Last month, CBP fined $ 350 million (€ 297 million) in a dispute with Alaska pollock producers and shipping companies over alleged violations of Jones’ Law. The action has crippled the U.S. pollock trade in peak season with cold chain warehouses teeming with fish owners are afraid to move.
Attorney Marc Kasowitz, who led the presentation of the U.S. affiliates’ case for a restraining order, told the judge on Friday that fines are now closer to $ 400 million (€ 340 million), and has noted that CBP was not “whispering a word” about its investigations, and that American filed 15,000 bills of lading over the past nine years to which CBP allegedly had access.
Kasowitz said the central argument in CBP’s assertions – that the Canadian 100-foot Bayside Railway (BCR) is not a “through route”, therefore not eligible for the Jones Act exemption. – is a mistake.
“Maybe it’s a train to nowhere[…] but it’s going nowhere much faster, much cheaper and much more environmentally friendly. “
Kasowitz pointed out the Byzantine nature of the Bayside expeditions, posting court documents indicating the route (download the document here as a pdf).
He argued that “the only reason for this scam is to put the fish on the Canadian railroad as part of the transport route”, in order to satisfy a provision of the Jones Act, which regulates US shipping.

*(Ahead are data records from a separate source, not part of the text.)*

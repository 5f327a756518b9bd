//! Règles de légalité : identité couleur, banlists, tailles de deck.
//! Pure, data-driven logic — no I/O.

use crate::models::{Card, Deck, DeckFormat};
use serde::Serialize;
use std::collections::{HashMap, HashSet};

/// Static banlists per format. Deliberately small snapshots, matched
/// case-insensitively by exact name.
const BANNED_COMMANDER: &[&str] = &[
    "Ancestral Recall",
    "Black Lotus",
    "Biorhythm",
    "Coalition Victory",
    "Emrakul, the Aeons Torn",
    "Griselbrand",
    "Iona, Shield of Emeria",
    "Leovold, Emissary of Trest",
    "Paradox Engine",
    "Primeval Titan",
    "Prophet of Kruphix",
    "Sundering Titan",
    "Time Walk",
    "Tinker",
    "Upheaval",
];

const BANNED_DUEL_COMMANDER: &[&str] = &[
    "Ancestral Recall",
    "Black Lotus",
    "Demonic Tutor",
    "Mana Crypt",
    "Sol Ring",
    "Time Walk",
    "Vampiric Tutor",
];

const BANNED_STANDARD: &[&str] = &[
    "Fires of Invention",
    "Oko, Thief of Crowns",
    "Omnath, Locus of Creation",
    "Once Upon a Time",
];

const BANNED_PIONEER: &[&str] = &[
    "Felidar Guardian",
    "Nexus of Fate",
    "Oko, Thief of Crowns",
    "Uro, Titan of Nature's Wrath",
];

const BANNED_MODERN: &[&str] = &[
    "Birthing Pod",
    "Hogaak, Arisen Necropolis",
    "Mox Opal",
    "Oko, Thief of Crowns",
    "Once Upon a Time",
    "Splinter Twin",
];

const BANNED_LEGACY: &[&str] = &[
    "Ancestral Recall",
    "Black Lotus",
    "Demonic Tutor",
    "Time Walk",
    "Tinker",
];

const BANNED_VINTAGE: &[&str] = &["Chaos Orb", "Falling Star", "Shahrazad"];

const BANNED_PAUPER: &[&str] = &["Daze", "Gitaxian Probe", "Gush", "Monastery Swiftspear"];

/// Basic lands escape the copy limits in every format.
const BASIC_LANDS: &[&str] = &[
    "Plains",
    "Island",
    "Swamp",
    "Mountain",
    "Forest",
    "Wastes",
    "Snow-Covered Plains",
    "Snow-Covered Island",
    "Snow-Covered Swamp",
    "Snow-Covered Mountain",
    "Snow-Covered Forest",
    "Snow-Covered Wastes",
];

fn banlist(format: DeckFormat) -> &'static [&'static str] {
    match format {
        DeckFormat::Commander => BANNED_COMMANDER,
        DeckFormat::DuelCommander => BANNED_DUEL_COMMANDER,
        DeckFormat::Standard => BANNED_STANDARD,
        DeckFormat::Pioneer => BANNED_PIONEER,
        DeckFormat::Modern => BANNED_MODERN,
        DeckFormat::Legacy => BANNED_LEGACY,
        DeckFormat::Vintage => BANNED_VINTAGE,
        DeckFormat::Pauper => BANNED_PAUPER,
    }
}

/// Case-insensitive lookup in the format's banlist.
pub fn is_banned(card_name: &str, format: DeckFormat) -> bool {
    let lower = card_name.to_lowercase();
    banlist(format).iter().any(|b| b.to_lowercase() == lower)
}

pub fn is_basic_land(card_name: &str) -> bool {
    let lower = card_name.to_lowercase();
    BASIC_LANDS.iter().any(|b| b.to_lowercase() == lower)
}

/// Color identity of a card: the `color_identity` field when present,
/// otherwise the union of the colors of every face (double-faced cards).
pub fn card_color_identity(card: &Card) -> HashSet<String> {
    if !card.color_identity.is_empty() {
        return card.color_identity.iter().cloned().collect();
    }

    let mut colors: HashSet<String> = card.colors.iter().flatten().cloned().collect();
    if let Some(faces) = &card.card_faces {
        for face in faces {
            colors.extend(face.colors.iter().flatten().cloned());
        }
    }
    colors
}

/// True iff every color of the card appears in the commander's identity.
pub fn is_color_compatible(card: &Card, commander_identity: &[String]) -> bool {
    let identity: HashSet<&str> = commander_identity.iter().map(String::as_str).collect();
    card_color_identity(card).iter().all(|c| identity.contains(c.as_str()))
}

/// Seules les créatures légendaires peuvent être commandant.
pub fn commander_eligible(card: &Card) -> bool {
    let type_line = card
        .type_line
        .as_deref()
        .or_else(|| {
            card.card_faces
                .as_ref()
                .and_then(|faces| faces.first())
                .and_then(|f| f.type_line.as_deref())
        })
        .unwrap_or("");

    type_line.contains("Legendary") && type_line.contains("Creature")
}

/// Full deck legality report.
#[derive(Debug, Serialize, utoipa::ToSchema)]
pub struct DeckValidationReport {
    pub legal: bool,
    pub format: DeckFormat,
    pub mainboard_count: u32,
    pub sideboard_count: u32,
    pub errors: Vec<String>,
}

/// Validates the deck against its format: size, copy limits, banlist, and
/// commander color identity. `cards` maps scryfall_id to cached metadata;
/// entries without metadata are only checked by name.
pub fn validate_deck(deck: &Deck, cards: &HashMap<String, Card>) -> DeckValidationReport {
    let mut errors = Vec::new();
    let format = deck.format;
    let mainboard = deck.mainboard_count();

    // Taille du deck
    if format.is_commander() {
        if deck.commander.is_none() {
            errors.push("A commander deck requires a designated commander".to_string());
        }
        let total = deck.total_with_commander();
        if total != 100 {
            errors.push(format!(
                "Commander decks must contain exactly 100 cards including the commander (found {})",
                total
            ));
        }
    } else {
        let (min, _) = format.mainboard_limits();
        if mainboard < min {
            errors.push(format!(
                "{} decks require at least {} mainboard cards (found {})",
                format.as_str(),
                min,
                mainboard
            ));
        }
    }

    // Limite de copies par nom (terrains de base exclus)
    let max_copies = format.max_copies();
    let mut copies: HashMap<&str, u32> = HashMap::new();
    for entry in deck.cards.iter().filter(|e| !e.sideboard) {
        *copies.entry(entry.card_name.as_str()).or_insert(0) += entry.quantity;
    }
    for (name, count) in &copies {
        if *count > max_copies && !is_basic_land(name) {
            errors.push(format!(
                "'{}' appears {} times, the limit is {} in {}",
                name,
                count,
                max_copies,
                format.as_str()
            ));
        }
    }

    // Banlist
    for entry in &deck.cards {
        if is_banned(&entry.card_name, format) {
            errors.push(format!("'{}' is banned in {}", entry.card_name, format.as_str()));
        }
    }
    if let Some(commander) = &deck.commander {
        if is_banned(&commander.card_name, format) {
            errors.push(format!(
                "Commander '{}' is banned in {}",
                commander.card_name,
                format.as_str()
            ));
        }
    }

    // Identité couleur du commandant
    if let Some(commander) = &deck.commander {
        for entry in &deck.cards {
            if let Some(card) = cards.get(&entry.card_id) {
                if !is_color_compatible(card, &commander.color_identity) {
                    errors.push(format!(
                        "'{}' is outside the commander's color identity",
                        entry.card_name
                    ));
                }
            }
        }
    }

    DeckValidationReport {
        legal: errors.is_empty(),
        format,
        mainboard_count: mainboard,
        sideboard_count: deck.sideboard_count(),
        errors,
    }
}

#[cfg(test)]
mod tests {
    use super::*;
    use crate::models::{CardFace, Commander, DeckEntry};
    use serde_json::json;

    fn card(name: &str, identity: &[&str]) -> Card {
        serde_json::from_value::<crate::models::ScryfallCard>(json!({
            "id": name.to_lowercase().replace(' ', "-"),
            "name": name,
            "color_identity": identity,
        }))
        .unwrap()
        .into()
    }

    fn entry(card: &Card, qty: u32) -> DeckEntry {
        DeckEntry {
            card_id: card.scryfall_id.clone(),
            card_name: card.name.clone(),
            quantity: qty,
            sideboard: false,
        }
    }

    #[test]
    fn test_banlist_is_case_insensitive() {
        assert!(is_banned("Primeval Titan", DeckFormat::Commander));
        assert!(is_banned("primeval titan", DeckFormat::Commander));
        assert!(is_banned("PRIMEVAL TITAN", DeckFormat::Commander));
        assert!(!is_banned("Primeval Titan", DeckFormat::Modern));
        assert!(!is_banned("Llanowar Elves", DeckFormat::Commander));
    }

    #[test]
    fn test_color_identity_subset_check() {
        let commander_identity: Vec<String> = vec!["W".into(), "U".into(), "B".into()];

        assert!(is_color_compatible(&card("Esper Charm", &["W", "U", "B"]), &commander_identity));
        assert!(is_color_compatible(&card("Counterspell", &["U"]), &commander_identity));
        assert!(is_color_compatible(&card("Sol Ring", &[]), &commander_identity));
        assert!(!is_color_compatible(&card("Lightning Bolt", &["R"]), &commander_identity));
        assert!(!is_color_compatible(
            &card("Esper Charm", &["W", "U", "B"]),
            &["W".to_string(), "U".to_string()]
        ));
    }

    #[test]
    fn test_color_identity_unions_faces_when_field_missing() {
        let mut dfc = card("Growing Rites of Itlimoc", &[]);
        dfc.card_faces = Some(vec![
            CardFace {
                name: "Front".into(),
                printed_name: None,
                mana_cost: None,
                type_line: None,
                oracle_text: None,
                colors: Some(vec!["G".into()]),
                image_uris: None,
            },
            CardFace {
                name: "Back".into(),
                printed_name: None,
                mana_cost: None,
                type_line: None,
                oracle_text: None,
                colors: Some(vec!["U".into()]),
                image_uris: None,
            },
        ]);

        let identity = card_color_identity(&dfc);
        assert!(identity.contains("G"));
        assert!(identity.contains("U"));
        assert_eq!(identity.len(), 2);
    }

    #[test]
    fn test_commander_eligibility() {
        let mut atraxa = card("Atraxa, Praetors' Voice", &["W", "U", "B", "G"]);
        atraxa.type_line = Some("Legendary Creature — Phyrexian Angel Horror".into());
        assert!(commander_eligible(&atraxa));

        let mut bolt = card("Lightning Bolt", &["R"]);
        bolt.type_line = Some("Instant".into());
        assert!(!commander_eligible(&bolt));

        let mut sisay = card("Captain Sisay", &["W", "G"]);
        sisay.type_line = Some("Legendary Creature — Human Soldier".into());
        assert!(commander_eligible(&sisay));
    }

    #[test]
    fn test_validate_commander_deck_complete() {
        let mut deck =
            Deck::new("owner".into(), "EDH".into(), None, DeckFormat::Commander, false);
        let forest = card("Forest", &["G"]);
        let elves = card("Llanowar Elves", &["G"]);
        deck.commander = Some(Commander {
            card_id: "cmd".into(),
            card_name: "Omnath, Locus of Mana".into(),
            color_identity: vec!["G".into()],
        });
        deck.add_entry(entry(&forest, 95));
        deck.add_entry(entry(&elves, 4)); // 4 copies: singleton violation

        let mut lookup = HashMap::new();
        lookup.insert(forest.scryfall_id.clone(), forest.clone());
        lookup.insert(elves.scryfall_id.clone(), elves.clone());

        let report = validate_deck(&deck, &lookup);
        assert_eq!(report.mainboard_count, 99);
        assert!(!report.legal);
        assert_eq!(report.errors.len(), 1);
        assert!(report.errors[0].contains("Llanowar Elves"));
    }

    #[test]
    fn test_validate_commander_deck_legal() {
        let mut deck =
            Deck::new("owner".into(), "EDH".into(), None, DeckFormat::Commander, false);
        let forest = card("Forest", &["G"]);
        deck.commander = Some(Commander {
            card_id: "cmd".into(),
            card_name: "Omnath, Locus of Mana".into(),
            color_identity: vec!["G".into()],
        });
        // 99 basic lands: silly but legal
        deck.add_entry(entry(&forest, 99));

        let mut lookup = HashMap::new();
        lookup.insert(forest.scryfall_id.clone(), forest);

        let report = validate_deck(&deck, &lookup);
        assert!(report.legal, "unexpected errors: {:?}", report.errors);
    }

    #[test]
    fn test_validate_flags_off_color_and_banned() {
        let mut deck =
            Deck::new("owner".into(), "EDH".into(), None, DeckFormat::Commander, false);
        let bolt = card("Lightning Bolt", &["R"]);
        let titan = card("Primeval Titan", &["G"]);
        deck.commander = Some(Commander {
            card_id: "cmd".into(),
            card_name: "Omnath, Locus of Mana".into(),
            color_identity: vec!["G".into()],
        });
        deck.add_entry(entry(&bolt, 1));
        deck.add_entry(entry(&titan, 1));

        let mut lookup = HashMap::new();
        lookup.insert(bolt.scryfall_id.clone(), bolt);
        lookup.insert(titan.scryfall_id.clone(), titan);

        let report = validate_deck(&deck, &lookup);
        assert!(!report.legal);
        assert!(report.errors.iter().any(|e| e.contains("color identity")));
        assert!(report.errors.iter().any(|e| e.contains("banned")));
        // deck size is also wrong (2 + commander != 100)
        assert!(report.errors.iter().any(|e| e.contains("exactly 100")));
    }

    #[test]
    fn test_validate_constructed_minimum_and_copies() {
        let mut deck =
            Deck::new("owner".into(), "Burn".into(), None, DeckFormat::Modern, false);
        let bolt = card("Lightning Bolt", &["R"]);
        let mountain = card("Mountain", &[]);
        deck.add_entry(entry(&bolt, 5)); // over the 4-copy limit
        deck.add_entry(entry(&mountain, 55)); // basics are exempt
        deck.add_entry(DeckEntry {
            card_id: "abrade".into(),
            card_name: "Abrade".into(),
            quantity: 2,
            sideboard: true,
        });

        let report = validate_deck(&deck, &HashMap::new());
        assert_eq!(report.sideboard_count, 2);
        assert!(!report.legal);
        assert!(report.errors.iter().any(|e| e.contains("limit is 4")));
        assert!(!report.errors.iter().any(|e| e.contains("Mountain")));
        // 60 cards total: size requirement satisfied
        assert!(!report.errors.iter().any(|e| e.contains("at least 60")));
    }

    #[test]
    fn test_validate_constructed_undersized() {
        let mut deck =
            Deck::new("owner".into(), "Brew".into(), None, DeckFormat::Standard, false);
        let bolt = card("Shock", &["R"]);
        deck.add_entry(entry(&bolt, 4));

        let report = validate_deck(&deck, &HashMap::new());
        assert!(report.errors.iter().any(|e| e.contains("at least 60")));
    }
}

Kasowitz pointed out that if they are not able to use a “rail” system that allows companies to truck product six miles to the border in Maine from their stop in eastern Canada. Canada, companies “must have transported fish by truck a total of 160 miles and a further 90 miles by rail,” to meet the requirements of using a foreign vessel to ship seafood from the United States. Alaska from the Dutch port of Alaska.
Representing the US government, US Department of Justice deputy attorney Seth Beausang told the court that the BCR clearly did not follow any of the guidelines for a “transit route,” which he said is a “transport of connected lines”.
“You don’t have to connect anything[…]it comes and goes, ”he said.
He added that the companies appeared to seek “permanent immunity” from being fined for flouting the law, and that for more than a month, plaintiffs had done nothing to work with CBP to attempt. to solve the problem.
He noted that the Jones Act is intended to encourage US companies to use US vessels and is not in place to facilitate the use of foreign fishing vessels by companies.
Time is running out for American Seafoods and the customers it supplies Alaskan pollock, American Seafoods Company president Inge Andreassen said in court documents filed earlier this week.
Andreassen warned that about 1.5 million pounds of pollock would be overdue for delivery to customers by the end of September, and about 3 million pounds would likely be at risk for October requirements.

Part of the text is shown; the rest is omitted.